BACKGROUND: High-quality evidence indicates that intervening with health care providers improves human papillomavirus (HPV) vaccine delivery. However, scaling up evidence-based strategies in real-world clinical practice remains challenging. We sought to improve the reach and impact of strategies for HPV vaccination quality improvement (QI) through local adaptation and implementation in a large, not-for-profit health care system.
METHODS: We conducted an HPV vaccination QI program using existing materials to support physician training coupled with assessment and feedback. Local physicians with high HPV vaccination rates facilitated training, which included didactic instruction and video vignettes modeling effective communication. We randomly assigned 25 clinics with 77 physicians to the QI arm or the wait-list control arm. We used hierarchical linear models to assess HPV vaccination coverage (=1 dose) over 6 months among patients aged 12 to 14.
RESULTS: Of 45 physicians in the QI arm, the program reached 43 (95%) with training plus assessment and feedback. In the overall sample, HPV vaccination coverage increased in both the QI and control arms (8.6 vs 6.4 percentage points, respectively), although the 2.2-percentage point difference did not reach statistical significance. Sensitivity analyses that excluded physicians with poor data quality indicated a statistically significant advantage of 3.3 percentage points for QI versus control (b = 0.034; SE = 0.015; P < .05).
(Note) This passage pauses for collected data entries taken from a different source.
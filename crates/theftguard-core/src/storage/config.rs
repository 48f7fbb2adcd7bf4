//! TOML-based application configuration.
//!
//! Stores:
//! - Sensitivity level (1.0 least sensitive .. 5.0 most sensitive)
//! - Location update cadence
//! - The trusted-place list, persisted as a whole
//!
//! Configuration is stored at `~/.config/theftguard/config.toml`.

use serde::{Deserialize, Serialize};
use std::path::{Path, PathBuf};

use super::data_dir;
use crate::error::ConfigError;
use crate::places::TrustedPlaceSet;
use crate::threshold::{SensitivityLevel, DEFAULT_SENSITIVITY};

/// Application configuration.
///
/// Serialized to/from TOML at `~/.config/theftguard/config.toml`.
#[derive(Debug, Clone, PartialEq, Serialize, Deserialize)]
pub struct Config {
    #[serde(default = "default_sensitivity")]
    pub sensitivity_level: f64,
    #[serde(default = "default_location_interval_secs")]
    pub location_interval_secs: u64,
    #[serde(default)]
    pub trusted_places: TrustedPlaceSet,
}

fn default_sensitivity() -> f64 {
    DEFAULT_SENSITIVITY
}
fn default_location_interval_secs() -> u64 {
    60
}

impl Default for Config {
    fn default() -> Self {
        Self {
            sensitivity_level: default_sensitivity(),
            location_interval_secs: default_location_interval_secs(),
            trusted_places: TrustedPlaceSet::new(),
        }
    }
}

impl Config {
    fn get_json_value_by_path<'a>(
        root: &'a serde_json::Value,
        key: &str,
    ) -> Option<&'a serde_json::Value> {
        if key.is_empty() {
            return None;
        }

        let mut current = root;
        for part in key.split('.') {
            current = current.get(part)?;
        }
        Some(current)
    }

    fn set_json_value_by_path(
        root: &mut serde_json::Value,
        key: &str,
        value: &str,
    ) -> Result<(), ConfigError> {
        let unknown = || ConfigError::UnknownKey(key.to_string());
        let invalid = |message: String| ConfigError::InvalidValue {
            key: key.to_string(),
            message,
        };

        let mut parts = key.split('.').peekable();
        if parts.peek().map_or(true, |p| p.is_empty()) {
            return Err(unknown());
        }

        let mut current = root;
        while let Some(part) = parts.next() {
            if parts.peek().is_some() {
                current = current.get_mut(part).ok_or_else(unknown)?;
                continue;
            }

            let obj = current.as_object_mut().ok_or_else(unknown)?;
            let existing = obj.get(part).ok_or_else(unknown)?;

            let new_value = match existing {
                serde_json::Value::Bool(_) => serde_json::Value::Bool(
                    value
                        .parse::<bool>()
                        .map_err(|e| invalid(e.to_string()))?,
                ),
                serde_json::Value::Number(_) => {
                    if let Ok(n) = value.parse::<u64>() {
                        serde_json::Value::Number(n.into())
                    } else if let Ok(n) = value.parse::<f64>() {
                        serde_json::Number::from_f64(n)
                            .map(serde_json::Value::Number)
                            .ok_or_else(|| invalid(format!("cannot parse '{value}' as number")))?
                    } else {
                        return Err(invalid(format!("cannot parse '{value}' as number")));
                    }
                }
                serde_json::Value::Object(_) | serde_json::Value::Array(_) => {
                    serde_json::from_str(value).map_err(|e| invalid(e.to_string()))?
                }
                _ => serde_json::Value::String(value.into()),
            };

            obj.insert(part.to_string(), new_value);
            return Ok(());
        }

        Err(unknown())
    }

    pub fn default_path() -> Result<PathBuf, ConfigError> {
        Ok(data_dir()?.join("config.toml"))
    }

    /// Load from `path`, writing defaults if the file does not exist.
    ///
    /// # Errors
    ///
    /// Returns an error if the file exists but cannot be read or parsed, or if
    /// the default config cannot be written.
    pub fn load_from(path: &Path) -> Result<Self, ConfigError> {
        match std::fs::read_to_string(path) {
            Ok(content) => {
                let cfg: Config = toml::from_str(&content).map_err(|e| ConfigError::LoadFailed {
                    path: path.to_path_buf(),
                    message: e.to_string(),
                })?;
                Ok(cfg.normalized())
            }
            Err(e) if e.kind() == std::io::ErrorKind::NotFound => {
                let cfg = Self::default();
                cfg.save_to(path)?;
                Ok(cfg)
            }
            Err(e) => Err(ConfigError::LoadFailed {
                path: path.to_path_buf(),
                message: e.to_string(),
            }),
        }
    }

    /// Load from the default location.
    pub fn load() -> Result<Self, ConfigError> {
        Self::load_from(&Self::default_path()?)
    }

    /// Load, falling back to defaults on any error.
    /// Malformed persisted data is treated as "nothing configured".
    pub fn load_or_default() -> Self {
        Self::load().unwrap_or_else(|e| {
            tracing::warn!(error = %e, "Using default configuration");
            Self::default()
        })
    }

    /// Persist to disk.
    ///
    /// # Errors
    ///
    /// Returns an error if the config cannot be serialized or written to disk.
    pub fn save_to(&self, path: &Path) -> Result<(), ConfigError> {
        let save_failed = |message: String| ConfigError::SaveFailed {
            path: path.to_path_buf(),
            message,
        };
        let content = toml::to_string_pretty(self).map_err(|e| save_failed(e.to_string()))?;
        if let Some(parent) = path.parent() {
            std::fs::create_dir_all(parent).map_err(|e| save_failed(e.to_string()))?;
        }
        std::fs::write(path, content).map_err(|e| save_failed(e.to_string()))?;
        Ok(())
    }

    pub fn save(&self) -> Result<(), ConfigError> {
        self.save_to(&Self::default_path()?)
    }

    /// Get a config value as string by dot-separated key.
    pub fn get(&self, key: &str) -> Option<String> {
        let json = serde_json::to_value(self).ok()?;
        let val = Self::get_json_value_by_path(&json, key)?;
        match val {
            serde_json::Value::String(s) => Some(s.clone()),
            other => Some(other.to_string()),
        }
    }

    /// Set a config value by key in memory. Returns error if the key is
    /// unknown or the resulting config is invalid.
    pub fn set(&mut self, key: &str, value: &str) -> Result<(), ConfigError> {
        let mut json = serde_json::to_value(&*self).map_err(|e| ConfigError::ParseFailed(e.to_string()))?;
        Self::set_json_value_by_path(&mut json, key, value)?;
        let updated: Config = serde_json::from_value(json).map_err(|e| ConfigError::InvalidValue {
            key: key.to_string(),
            message: e.to_string(),
        })?;
        updated.validate()?;
        *self = updated;
        Ok(())
    }

    pub fn sensitivity(&self) -> SensitivityLevel {
        SensitivityLevel::clamped(self.sensitivity_level)
    }

    pub(crate) fn validate(&self) -> Result<(), ConfigError> {
        SensitivityLevel::new(self.sensitivity_level).map_err(|e| ConfigError::InvalidValue {
            key: "sensitivity_level".into(),
            message: e.to_string(),
        })?;
        if self.location_interval_secs == 0 {
            return Err(ConfigError::InvalidValue {
                key: "location_interval_secs".into(),
                message: "must be at least 1 second".into(),
            });
        }
        for (index, place) in self.trusted_places.iter().enumerate() {
            place.validate().map_err(|e| ConfigError::InvalidValue {
                key: format!("trusted_places.{index}"),
                message: e.to_string(),
            })?;
        }
        Ok(())
    }

    /// Pull hand-edited values back into range.
    fn normalized(mut self) -> Self {
        let clamped = SensitivityLevel::clamped(self.sensitivity_level).value();
        if clamped != self.sensitivity_level {
            tracing::warn!(
                stored = self.sensitivity_level,
                clamped,
                "Sensitivity out of range; clamping"
            );
            self.sensitivity_level = clamped;
        }
        self.location_interval_secs = self.location_interval_secs.max(1);
        self.trusted_places = self
            .trusted_places
            .iter()
            .filter(|place| match place.validate() {
                Ok(()) => true,
                Err(e) => {
                    tracing::warn!(label = place.label(), error = %e, "Dropping invalid trusted place");
                    false
                }
            })
            .cloned()
            .collect();
        self
    }
}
CONCLUSIONS: Our locally adapted QI program achieved excellent reach, with small improvements in HPV vaccination coverage. Future implementation research is needed to bolster program impact and support health systems in leveraging local resources to conduct these programs efficiently.
This is an interesting QI project examining physician education and feedback to increase HPV vaccination rates. The strength of the study include the fact that the investigators randomized the clinics (but not physicians) to either the QI intervention or control. The intervention included a 1-hour education session followed by feedback of HPV vaccination coverage at 3 time points. Overall, no statistically significant increase was seen in an intention-to-treat analysis, but after eliminating six physicians with questionable data quality, the QI group achieved ~3% higher vaccination rates. This study reinforces the difficulty in improving quality care measures, and how education and feedback are typically insufficient to attain substantial improvement.